Miris! Demi Bertahan Hidup, Wanita di Inggris Terpaksa Jadi Pekerja Seks Karena Krisis

May 24, 2023 - 05:00
Miris! Demi Bertahan Hidup, Wanita di Inggris Terpaksa Jadi Pekerja Seks Karena Krisis
Ilustrasi pekerja seks (magetan today)

NUSADAILY.COM – JAKARTA - Memprihatinkan, sejumlah perempuan di Inggris terpaksa melakukan hubungan seks untuk menyambung hidup saat krisis melanda negara tersebut.

Data badan amal Inggris, Beyond The Streets menunjukkan kelompok wanita rentan secara finansial, yang juga mengalami trauma dan masalah kesehatan mental beralih menjadi pekerja seks. Menukarnya dengan tempat tinggal dan kebutuhan dasar lain.
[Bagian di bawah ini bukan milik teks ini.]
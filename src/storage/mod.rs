//! Storage module for deduplication state
//!
//! This module tracks which article and media URLs have already been handled:
//! - In-memory sets for a single run (the default)
//! - An optional SQLite database so membership survives restarts
//! - Scope separation between articles and media

mod memory;
mod schema;
mod sqlite;
mod traits;

pub use memory::MemoryDedupStore;
pub use sqlite::SqliteDedupStore;
pub use traits::{DedupScope, DedupStore, StorageError, StorageResult};

use crate::config::DedupConfig;

use std::path::Path;
use std::sync::Arc;
use tracing::info;

/// The pair of stores shared by every worker in a run
#[derive(Clone)]
pub struct DownloadedSet {
    /// Article URLs whose file has been written
    pub articles: Arc<dyn DedupStore>,

    /// Media URLs claimed or downloaded
    pub media: Arc<dyn DedupStore>,
}

impl DownloadedSet {
    /// Fresh in-memory stores
    pub fn in_memory() -> Self {
        Self {
            articles: Arc::new(MemoryDedupStore::new()),
            media: Arc::new(MemoryDedupStore::new()),
        }
    }

    /// Opens the stores described by the configuration
    ///
    /// # Arguments
    ///
    /// * `config` - Dedup configuration; without a database path the stores live in memory
    ///
    /// # Returns
    ///
    /// * `Ok(DownloadedSet)` - Stores ready for use
    /// * `Err(StorageError)` - The database could not be opened
    pub fn open(config: &DedupConfig) -> StorageResult<Self> {
        match &config.database_path {
            Some(path) => {
                let path = Path::new(path);
                if let Some(parent) = path.parent().filter(|p| !p.as_os_str().is_empty()) {
                    std::fs::create_dir_all(parent)?;
                }
                info!("Using persistent dedup database {}", path.display());
                Ok(Self {
                    articles: Arc::new(SqliteDedupStore::open(path, DedupScope::Article)?),
                    media: Arc::new(SqliteDedupStore::open(path, DedupScope::Media)?),
                })
            }
            None => Ok(Self::in_memory()),
        }
    }
}

impl std::fmt::Debug for DownloadedSet {
    fn fmt(&self, f: &mut std::fmt::Formatter<'_>) -> std::fmt::Result {
        f.debug_struct("DownloadedSet")
            .field("articles", &self.articles.len().ok())
            .field("media", &self.media.len().ok())
            .finish()
    }
}
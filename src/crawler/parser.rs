//! HTML parser for article pages
//!
//! Article markup has changed many times over the years, so every field is recovered
//! through an ordered list of strategy functions; the first one that produces a value
//! wins. This module is pure: it never touches the network and returns owned data so
//! the parsed document can be dropped before any await point.

use crate::models::NO_CAPTION;
use crate::ExtractionFailure;
use scraper::{ElementRef, Html, Selector};

/// Heading selectors, newest markup first
const HEADING_SELECTORS: &[&str] = &[
    "ssrcss-15xko80-StyledHeading",
    "ssrcss-1f3bvyz-Headline",
    "article__title",
    "story-body__h1",
    "article-headline",
    "headline",
    "title",
];

/// Article body containers, newest markup first
const BODY_SELECTORS: &[&str] = &[
    "article",
    "div.ssrcss-1ocoo3l-Wrap",
    "div.story-body__inner",
    "div.article__body",
    "div.article-body",
    "div.article-content",
    "div.article-text",
    "div.article-body-content",
    "div.article__body-content",
    "div.article__content",
];

/// Paragraphs under loosely named containers, used when no body container matches
const PARAGRAPH_HEURISTIC: &str =
    r#"div[class*="content"] p, div[class*="body"] p, div[class*="text"] p"#;

/// Parent markup containing any of these marks a paragraph as boilerplate
const BOILERPLATE_MARKERS: &[&str] = &["footer", "caption"];

/// Images narrower than this (in the `width` attribute) are icons or ads
const MIN_IMAGE_WIDTH: u32 = 100;

type TitleStrategy = fn(&Html, &str) -> Option<String>;
type BodyStrategy = for<'a> fn(&'a Html) -> Option<BodySource<'a>>;

const TITLE_STRATEGIES: &[(&str, TitleStrategy)] = &[
    ("heading", title_from_headings),
    ("og:title", title_from_og_title),
    ("og:url", title_from_og_url),
];

const BODY_STRATEGIES: &[(&str, BodyStrategy)] = &[
    ("container", body_from_containers),
    ("paragraph-heuristic", body_from_paragraph_heuristic),
];

/// An image found in the article body
#[derive(Debug, Clone, PartialEq, Eq)]
pub struct ImageCandidate {
    /// Raw `src` attribute
    pub src: String,

    /// Text of the enclosing figure's caption
    pub caption: String,
}

/// Everything recovered from an article page
#[derive(Debug, Clone, Default, PartialEq, Eq)]
pub struct ParsedArticle {
    pub title: Option<String>,
    pub paragraphs: Vec<String>,
    pub images: Vec<ImageCandidate>,

    /// Raw `src` attributes of video elements and players
    pub videos: Vec<String>,
}

/// Where the article body came from
#[derive(Debug, Clone)]
pub enum BodySource<'a> {
    /// A single container element
    Element(ElementRef<'a>),

    /// Paragraphs gathered from across the page
    Synthesized(Vec<ElementRef<'a>>),
}

impl<'a> BodySource<'a> {
    /// Roots that media and paragraph lookups search under
    fn roots(&self) -> Vec<ElementRef<'a>> {
        match self {
            Self::Element(element) => vec![*element],
            Self::Synthesized(paragraphs) => paragraphs.clone(),
        }
    }

    fn paragraph_elements(&self) -> Vec<ElementRef<'a>> {
        match self {
            Self::Element(element) => select_all(*element, "p"),
            Self::Synthesized(paragraphs) => paragraphs.clone(),
        }
    }

    fn flattened_text(&self) -> String {
        self.roots()
            .iter()
            .map(|root| root.text().collect::<String>())
            .collect::<String>()
            .trim()
            .to_string()
    }
}

/// Parses an article page
///
/// # Arguments
///
/// * `html` - The page markup
/// * `home_title` - The site's generic title, never accepted as an article title
///
/// # Returns
///
/// * `Ok(ParsedArticle)` - A body with at least one paragraph was found
/// * `Err(ExtractionFailure::NoBody)` - No body strategy matched
/// * `Err(ExtractionFailure::NoParagraphs)` - The body had no text
///
/// # Example
///
/// ```
/// use bbc_harvest::crawler::parse_article;
///
/// let html = "<html><body><h1>Tiangong</h1><article><p>Docked.</p></article></body></html>";
/// let parsed = parse_article(html, "BBC News").unwrap();
/// assert_eq!(parsed.title.as_deref(), Some("Tiangong"));
/// assert_eq!(parsed.paragraphs, vec!["Docked."]);
/// ```
pub fn parse_article(html: &str, home_title: &str) -> Result<ParsedArticle, ExtractionFailure> {
    let document = Html::parse_document(html);

    let title = extract_title(&document, home_title);

    let body = BODY_STRATEGIES
        .iter()
        .find_map(|(name, strategy)| {
            let body = strategy(&document)?;
            tracing::trace!("Article body found via {} strategy", name);
            Some(body)
        })
        .ok_or(ExtractionFailure::NoBody)?;

    let paragraphs = extract_paragraphs(&body);
    if paragraphs.is_empty() {
        return Err(ExtractionFailure::NoParagraphs);
    }

    Ok(ParsedArticle {
        title,
        paragraphs,
        images: extract_images(&body),
        videos: extract_videos(&body),
    })
}

/// Runs the title strategies in order
pub fn extract_title(document: &Html, home_title: &str) -> Option<String> {
    TITLE_STRATEGIES.iter().find_map(|(name, strategy)| {
        let title = strategy(document, home_title)?;
        tracing::trace!("Title found via {} strategy", name);
        Some(title)
    })
}

fn title_from_headings(document: &Html, home_title: &str) -> Option<String> {
    ["h1", "h2"]
        .iter()
        .flat_map(|tag| {
            HEADING_SELECTORS
                .iter()
                .map(move |class| format!("{}.{}", tag, class))
                .chain(std::iter::once(tag.to_string()))
        })
        .filter_map(|selector| Selector::parse(&selector).ok())
        .find_map(|selector| {
            let heading = document.select(&selector).next()?;
            accept_title(heading.text().collect::<String>(), home_title)
        })
}

fn title_from_og_title(document: &Html, home_title: &str) -> Option<String> {
    let content = meta_property(document, "og:title")?;
    accept_title(content, home_title)
}

fn title_from_og_url(document: &Html, _home_title: &str) -> Option<String> {
    let content = meta_property(document, "og:url")?;
    let slug = content.trim_end_matches('/').rsplit('/').next()?;
    let title = slug.replace('-', " ").trim().to_string();
    (!title.is_empty()).then_some(title)
}

fn accept_title(raw: String, home_title: &str) -> Option<String> {
    let title = raw.trim();
    if title.is_empty() || title == home_title {
        None
    } else {
        Some(title.to_string())
    }
}

fn meta_property(document: &Html, property: &str) -> Option<String> {
    let selector = Selector::parse(&format!(r#"meta[property="{}"]"#, property)).ok()?;
    document
        .select(&selector)
        .next()
        .and_then(|meta| meta.value().attr("content"))
        .map(|content| content.to_string())
}

fn body_from_containers(document: &Html) -> Option<BodySource<'_>> {
    BODY_SELECTORS
        .iter()
        .filter_map(|s| Selector::parse(s).ok())
        .find_map(|selector| document.select(&selector).next())
        .map(BodySource::Element)
}

fn body_from_paragraph_heuristic(document: &Html) -> Option<BodySource<'_>> {
    let selector = Selector::parse(PARAGRAPH_HEURISTIC).ok()?;
    let paragraphs: Vec<ElementRef<'_>> = document.select(&selector).collect();
    (!paragraphs.is_empty()).then_some(BodySource::Synthesized(paragraphs))
}

fn extract_paragraphs(body: &BodySource<'_>) -> Vec<String> {
    let paragraphs: Vec<String> = body
        .paragraph_elements()
        .into_iter()
        .filter(|p| !is_boilerplate(*p))
        .map(|p| p.text().collect::<String>().trim().to_string())
        .filter(|text| !text.is_empty())
        .collect();

    if !paragraphs.is_empty() {
        return paragraphs;
    }

    let text = body.flattened_text();
    if text.is_empty() {
        Vec::new()
    } else {
        vec![text]
    }
}

fn is_boilerplate(paragraph: ElementRef<'_>) -> bool {
    let Some(parent) = paragraph.parent().and_then(ElementRef::wrap) else {
        return false;
    };
    let markup = parent.html().to_lowercase();
    BOILERPLATE_MARKERS.iter().any(|marker| markup.contains(marker))
}

fn extract_images(body: &BodySource<'_>) -> Vec<ImageCandidate> {
    let Ok(figcaption) = Selector::parse("figcaption") else {
        return Vec::new();
    };

    body.roots()
        .into_iter()
        .flat_map(|root| select_all(root, "img"))
        .filter(|img| !is_too_narrow(*img))
        .filter_map(|img| {
            let src = img.value().attr("src")?.trim();
            if src.is_empty() {
                return None;
            }
            Some(ImageCandidate {
                src: src.to_string(),
                caption: figure_caption(img, &figcaption),
            })
        })
        .collect()
}

/// A `width` attribute that is not an integer does not disqualify the image
fn is_too_narrow(img: ElementRef<'_>) -> bool {
    img.value()
        .attr("width")
        .and_then(|w| w.trim().parse::<u32>().ok())
        .is_some_and(|width| width < MIN_IMAGE_WIDTH)
}

fn figure_caption(img: ElementRef<'_>, figcaption: &Selector) -> String {
    img.ancestors()
        .filter_map(ElementRef::wrap)
        .find(|ancestor| ancestor.value().name() == "figure")
        .and_then(|figure| figure.select(figcaption).next())
        .map(|caption| caption.text().collect::<String>().trim().to_string())
        .unwrap_or_else(|| NO_CAPTION.to_string())
}

fn extract_videos(body: &BodySource<'_>) -> Vec<String> {
    let roots = body.roots();

    let direct = roots.iter().flat_map(|root| {
        select_all(*root, "video")
            .into_iter()
            .chain(select_all(*root, r#"iframe[src*="player"]"#))
    });

    let players = roots
        .iter()
        .flat_map(|root| select_all(*root, r#"div[data-e2e="media-player"]"#))
        .filter_map(|player| {
            select_all(player, "video")
                .into_iter()
                .next()
                .or_else(|| select_all(player, "iframe").into_iter().next())
        });

    direct
        .chain(players)
        .filter_map(|element| element.value().attr("src"))
        .map(str::trim)
        .filter(|src| !src.is_empty())
        .map(|src| src.to_string())
        .collect()
}

fn select_all<'a>(root: ElementRef<'a>, selector: &str) -> Vec<ElementRef<'a>> {
    match Selector::parse(selector) {
        Ok(selector) => root.select(&selector).collect(),
        Err(_) => Vec::new(),
    }
}
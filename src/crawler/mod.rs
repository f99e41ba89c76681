//! Crawler module for searching, fetching and extracting articles
//!
//! This module contains the core crawling logic, including:
//! - HTTP fetching with retry logic
//! - Paginated keyword search
//! - Article and media extraction through selector cascades
//! - Request pacing
//! - Overall run coordination

mod coordinator;
mod extractor;
mod fetcher;
mod media;
mod parser;
mod scheduler;
mod search;

pub use coordinator::{dedup_by_url, run_harvest, Coordinator, RunMode};
pub use extractor::ArticleExtractor;
pub use fetcher::{
    build_http_client, BodyStream, FetchedResponse, HttpTransport, RetryPolicy, Transport,
};
pub use media::MediaDownloader;
pub use parser::{extract_title, parse_article, BodySource, ImageCandidate, ParsedArticle};
pub use scheduler::Pacer;
pub use search::{parse_search_page, SearchPaginator, SearchQuery, SearchSession, SearchTermination};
'Seks untuk disewakan' dipicu sekelompok orang yang sengaja memanfaatkan kondisi genting. Misalnya pemilik tanah menawarkan diskon serta akomodasi gratis kepada wanita, dengan syarat seks.

"Ini khususnya menjadi masalah di kalangan perempuan migran dan pencari suaka," menurut salah satu pengamat, dikutip dari The Guardian.

Krisis juga mempersulit mereka yang mencoba meninggalkan hubungan penuh kekerasan. Beyond the Streets mengatakan, mereka menjadi pekerja seks dengan alasan memenuhi biaya tagihan dan sewa.

Tren ini juga berpengaruh pada peningkatan eksploitasi dan pelecehan. Pekerjaan berupah rendah dengan seks untuk memenuhi kebutuhan.

"Krisis biaya hidup adalah pendorong [seks untuk bertahan hidup], dan bagi mereka yang sudah rentan, mereka menghadapi eksploitasi yang cukup besar. Ada kekurangan dana pemerintah untuk mendukung kebutuhan perempuan, dan badan amal sedang berjuang karena pendapatan mereka berkurang, biaya meningkat dan mereka dihadapkan pada lebih banyak permintaan untuk layanan mereka," kata juru bicara badan amal.

Bantuan Wanita Amerika Latin (LAWA) telah melihat beberapa kasus 'seks untuk disewakan' dalam beberapa bulan terakhir yang melibatkan pencari suaka perempuan. Dalam salah satu kasus, seorang wanita 'homeless' atau tidak memiliki tempat tinggal menjadi gelandangan selama beberapa bulan ketika akhirnya bertemu dengan seorang pria yang berjanji memberikan akomodasi.

Namun, sayangnya ia berakhir menjadi korban pelecehan seksual saat sedang tidur.

"Tidak dapat diterima bahwa perempuan dalam keadaan rentan seperti itu begitu sering terpapar pelecehan dan intimidasi, menjadi korban ganda dan tidak dapat mencari ganti rugi," terang Belén Ruiz, Koordinator Pusat Nasihat Kekerasan terhadap Perempuan dan Anak Perempuan.

Beberapa kasus, tambahnya, melibatkan pelecehan pencari suaka saat berada di fasilitas akomodasi hukum publik. "Ini membuat mereka takut mengakses layanan ini, yang membuat mereka menjadi mangsa empuk bagi pelaku yang tinggal di akomodasi pribadi."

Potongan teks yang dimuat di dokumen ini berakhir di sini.